Silent Friend (2025), dir. Ildikó Enyedi

A neuroscientist quarantined in an empty German university during the COVID-19 pandemic makes unexpected personal and scientific connections. The first woman admitted to the botany department in 1900s Germany encounters misogyny and sexism, and finds solace in the emerging technology of photography. A young man from a farm attends university in the heady 1970s, and an uncertain romance with his housemate leads him to a glorious discovery right in their garden.

Writer-director Ildikó Enyedi braids these three stories, from the perspective of a centuries-old ginko tree planted on the grounds of the unnamed university campus. This was basically the synopsis that SGIFF published, and at the outset, I was on the fence about watching this film, Tony Leung's casting notwithstanding.

I am very happy to report that Enyedi pulls off this remarkable achievement, placing the viewer as far as possible inside an alien botanic consciousness without alienating the audience.

Oh to be a tree being studied by Tony

Just based off the synopsis, I had the impression that Tony Leung would be at best a part of an ensemble; he is in fact the lead actor through and through. His performance and storyline animates the central concern of the film: beyond gathering evidence that plants are conscious, how can we actually communicate with them? (The answer, it seems, lies in the psychoactive properties of other botanical species.)

Tony Leung's natural shyness is perfect for his character's professorial demeanour: an intelligent, curious, articulate, and handsome man willingly stranded at the edges of a scientific frontier. Enyedi did write this role specifically for Tony, something any cineaste will suspect. (Indeed, the character's name is Tony Wong.)

For the bulk of Tony's scenes, he is alone on campus, wandering the empty dining halls and libraries, or the sole user of the university gym, lost to his own thoughts. His career spent playing characters hiding their deepest emotion translates into perfect casting.

Léa Seydoux (who featured in Enyedi's last film The Story of my Wife) plays a botanist that Tony Leung contacts over video calls, as he starts to ponder botanical consciousness. While they never share the same physical space, these actors manage to convey a cozy platonic connection with the short screen time they have.

The other two narrative threads explore different aspects of the scientific enterprise. Luna Wedler plays Grete, the first women admitted to the university's botany department.
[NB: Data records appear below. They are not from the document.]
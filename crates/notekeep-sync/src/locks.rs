//! Per-key async mutual exclusion.

use std::{collections::HashMap, sync::Arc};

use parking_lot::Mutex;
use tokio::sync::{Mutex as AsyncMutex, OwnedMutexGuard};

type Slots = Arc<Mutex<HashMap<String, Arc<AsyncMutex<()>>>>>;

/// Serializes work on the same key; distinct keys never wait on each other.
/// Slots are created on demand and dropped with their last guard.
#[derive(Default)]
pub struct KeyedLocks {
  slots: Slots,
}

/// Held for as long as the key must stay locked.
pub struct KeyGuard {
  slots:  Slots,
  key:    String,
  _guard: OwnedMutexGuard<()>,
}

impl KeyedLocks {
  pub async fn lock(&self, key: &str) -> KeyGuard {
    let slot = {
      let mut slots = self.slots.lock();
      Arc::clone(slots.entry(key.to_owned()).or_default())
    };
    let guard = slot.lock_owned().await;
    KeyGuard {
      slots:  Arc::clone(&self.slots),
      key:    key.to_owned(),
      _guard: guard,
    }
  }

  #[cfg(test)]
  pub fn live_slots(&self) -> usize { self.slots.lock().len() }
}

impl Drop for KeyGuard {
  fn drop(&mut self) {
    let mut slots = self.slots.lock();
    // One reference is the map's, one is ours; anything more is a waiter.
    if let Some(slot) = slots.get(&self.key)
      && Arc::strong_count(slot) <= 2
    {
      slots.remove(&self.key);
    }
  }
}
We are introduced to her during her entrance interview, and Enyedi crafts a brilliant scene that deconstructs in one fell swoop the fundamentally male gaze underlying the classical "objective" scientific gaze.

And so when Grete takes up photography, we see her turn the camera not just onto the botanical samples as a non-destructive way to document and study them, but also on her unclothed body.
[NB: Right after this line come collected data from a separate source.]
//! argon2id password hashing with configurable cost parameters.

use argon2::{
  Algorithm, Argon2, Params, PasswordHash, PasswordHasher as _, PasswordVerifier as _, Version,
  password_hash::{self, SaltString},
};
use rand_core::OsRng;
use serde::Deserialize;
use thiserror::Error;

/// Argon2 cost parameters. Defaults are the argon2 crate's own defaults.
#[derive(Debug, Clone, Copy, PartialEq, Eq, Deserialize)]
#[serde(default)]
pub struct HasherConfig {
  pub memory_kib:  u32,
  pub iterations:  u32,
  pub parallelism: u32,
}

impl Default for HasherConfig {
  fn default() -> Self {
    Self {
      memory_kib:  Params::DEFAULT_M_COST,
      iterations:  Params::DEFAULT_T_COST,
      parallelism: Params::DEFAULT_P_COST,
    }
  }
}

#[derive(Debug, Error)]
pub enum HasherError {
  #[error("invalid argon2 parameters: {0}")]
  Params(String),

  #[error("failed to hash password: {0}")]
  Hash(String),

  #[error("hashing task failed: {0}")]
  Task(String),
}

impl From<HasherError> for notekeep_core::Error {
  fn from(e: HasherError) -> Self { notekeep_core::Error::Internal(e.to_string()) }
}

/// Hashes and verifies secrets. Cloning shares nothing mutable.
#[derive(Clone)]
pub struct SecretHasher {
  argon2: Argon2<'static>,
}

impl SecretHasher {
  pub fn new(config: &HasherConfig) -> Result<Self, HasherError> {
    let params = Params::new(config.memory_kib, config.iterations, config.parallelism, None)
      .map_err(|e| HasherError::Params(e.to_string()))?;
    Ok(Self {
      argon2: Argon2::new(Algorithm::Argon2id, Version::V0x13, params),
    })
  }

  /// PHC string for `secret` under a fresh random salt.
  pub fn hash(&self, secret: &str) -> Result<String, HasherError> {
    let salt = SaltString::generate(&mut OsRng);
    self
      .argon2
      .hash_password(secret.as_bytes(), &salt)
      .map(|h| h.to_string())
      .map_err(|e| HasherError::Hash(e.to_string()))
  }

  /// Constant-time check of `secret` against `phc`. A stored value that is
  /// not a PHC string (such as the mirror marker) never matches.
  pub fn verify(&self, phc: &str, secret: &str) -> Result<bool, HasherError> {
    let Ok(parsed) = PasswordHash::new(phc) else {
      return Ok(false);
    };
    match self.argon2.verify_password(secret.as_bytes(), &parsed) {
      Ok(()) => Ok(true),
      Err(password_hash::Error::Password) => Ok(false),
      Err(e) => Err(HasherError::Hash(e.to_string())),
    }
  }

  /// [`Self::hash`] on the blocking pool.
  pub async fn hash_blocking(&self, secret: String) -> Result<String, HasherError> {
    let hasher = self.clone();
    tokio::task::spawn_blocking(move || hasher.hash(&secret))
      .await
      .map_err(|e| HasherError::Task(e.to_string()))?
  }

  /// [`Self::verify`] on the blocking pool.
  pub async fn verify_blocking(&self, phc: String, secret: String) -> Result<bool, HasherError> {
    let hasher = self.clone();
    tokio::task::spawn_blocking(move || hasher.verify(&phc, &secret))
      .await
      .map_err(|e| HasherError::Task(e.to_string()))?
  }
}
And lastly, perhaps the most whimsical of the lot, Enzo Brumm plays Hannes, the farmboy thrust into a hedonistic bohemian 1970s German campus where leftist politics, cigarettes, and free love are but daily preoccupations. The audience gasped audibly when Hannes' friends mistreat a geranium he is caring for, a testament to how Enyedi moved us with a very simple story.
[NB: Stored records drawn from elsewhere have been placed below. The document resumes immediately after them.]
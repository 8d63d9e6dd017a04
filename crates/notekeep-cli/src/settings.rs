//! Resolve [`ClientSettings`] from flags, environment and the TOML file.

use std::{
  path::{Path, PathBuf},
  time::Duration,
};

use anyhow::{Context, Result};
use notekeep_client::DEFAULT_TIMEOUT;
use notekeep_sync::{AuthMode, BackendKind};
use serde::Deserialize;

pub const DEFAULT_URL: &str = "http://localhost:5000";
pub const DEFAULT_STORE: &str = "~/.local/share/notekeep/notes.db";

/// Shape of the optional TOML config file. Every key is optional.
#[derive(Debug, Default, Deserialize)]
#[serde(deny_unknown_fields)]
pub struct ConfigFile {
  pub backend:      Option<BackendKind>,
  pub url:          Option<String>,
  pub store_path:   Option<PathBuf>,
  pub email:        Option<String>,
  pub password:     Option<String>,
  #[serde(default)]
  pub auth:         AuthMode,
  pub timeout_secs: Option<u64>,
}

impl ConfigFile {
  pub fn load(path: &Path) -> Result<Self> {
    let raw = std::fs::read_to_string(path)
      .with_context(|| format!("reading config file {}", path.display()))?;
    toml::from_str(&raw).context("parsing config file")
  }
}

/// Values given on the command line (or through their env fallbacks).
#[derive(Debug, Default)]
pub struct Overrides {
  pub backend:    Option<BackendKind>,
  pub url:        Option<String>,
  pub store_path: Option<PathBuf>,
  pub email:      Option<String>,
  pub password:   Option<String>,
}

#[derive(Debug, Clone)]
pub struct ClientSettings {
  pub backend:    BackendKind,
  pub url:        String,
  pub store_path: PathBuf,
  pub email:      Option<String>,
  pub password:   Option<String>,
  pub auth:       AuthMode,
  pub timeout:    Duration,
}

impl ClientSettings {
  /// Flags override the file, which overrides defaults.
  pub fn resolve(flags: Overrides, file: ConfigFile) -> Self {
    let store_path = flags
      .store_path
      .or(file.store_path)
      .unwrap_or_else(|| PathBuf::from(DEFAULT_STORE));
    Self {
      backend: flags.backend.or(file.backend).unwrap_or_default(),
      url: flags.url.or(file.url).unwrap_or_else(|| DEFAULT_URL.to_owned()),
      store_path: expand_tilde(&store_path),
      email: flags.email.or(file.email),
      password: flags.password.or(file.password),
      auth: file.auth,
      timeout: file.timeout_secs.map(Duration::from_secs).unwrap_or(DEFAULT_TIMEOUT),
    }
  }
}

/// Expand a leading `~` to the user's home directory.
fn expand_tilde(path: &Path) -> PathBuf {
  let s = path.to_string_lossy();
  if let Some(rest) = s.strip_prefix("~/")
    && let Ok(home) = std::env::var("HOME")
  {
    return PathBuf::from(home).join(rest);
  }
  path.to_path_buf()
}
A farmboy wedges himself in the forest.

Enyedi's eighth feature film sits in a Venn-diagrammed confluence of my interests: I did study neuroscience in university; it's awfully refreshing to see the inner lives of scientists on screen instead of their usual deployment as plot devices. Whilst there was a pleasant Q&A with Enyedi and Tony Leung at SGIFF after the film was screened, SGIFF missed an opportunity to have an actual scientist in conversation with them. If you, however, get a chance to see this film on a streamer (I doubt it will get a wider release in this region), don't miss it.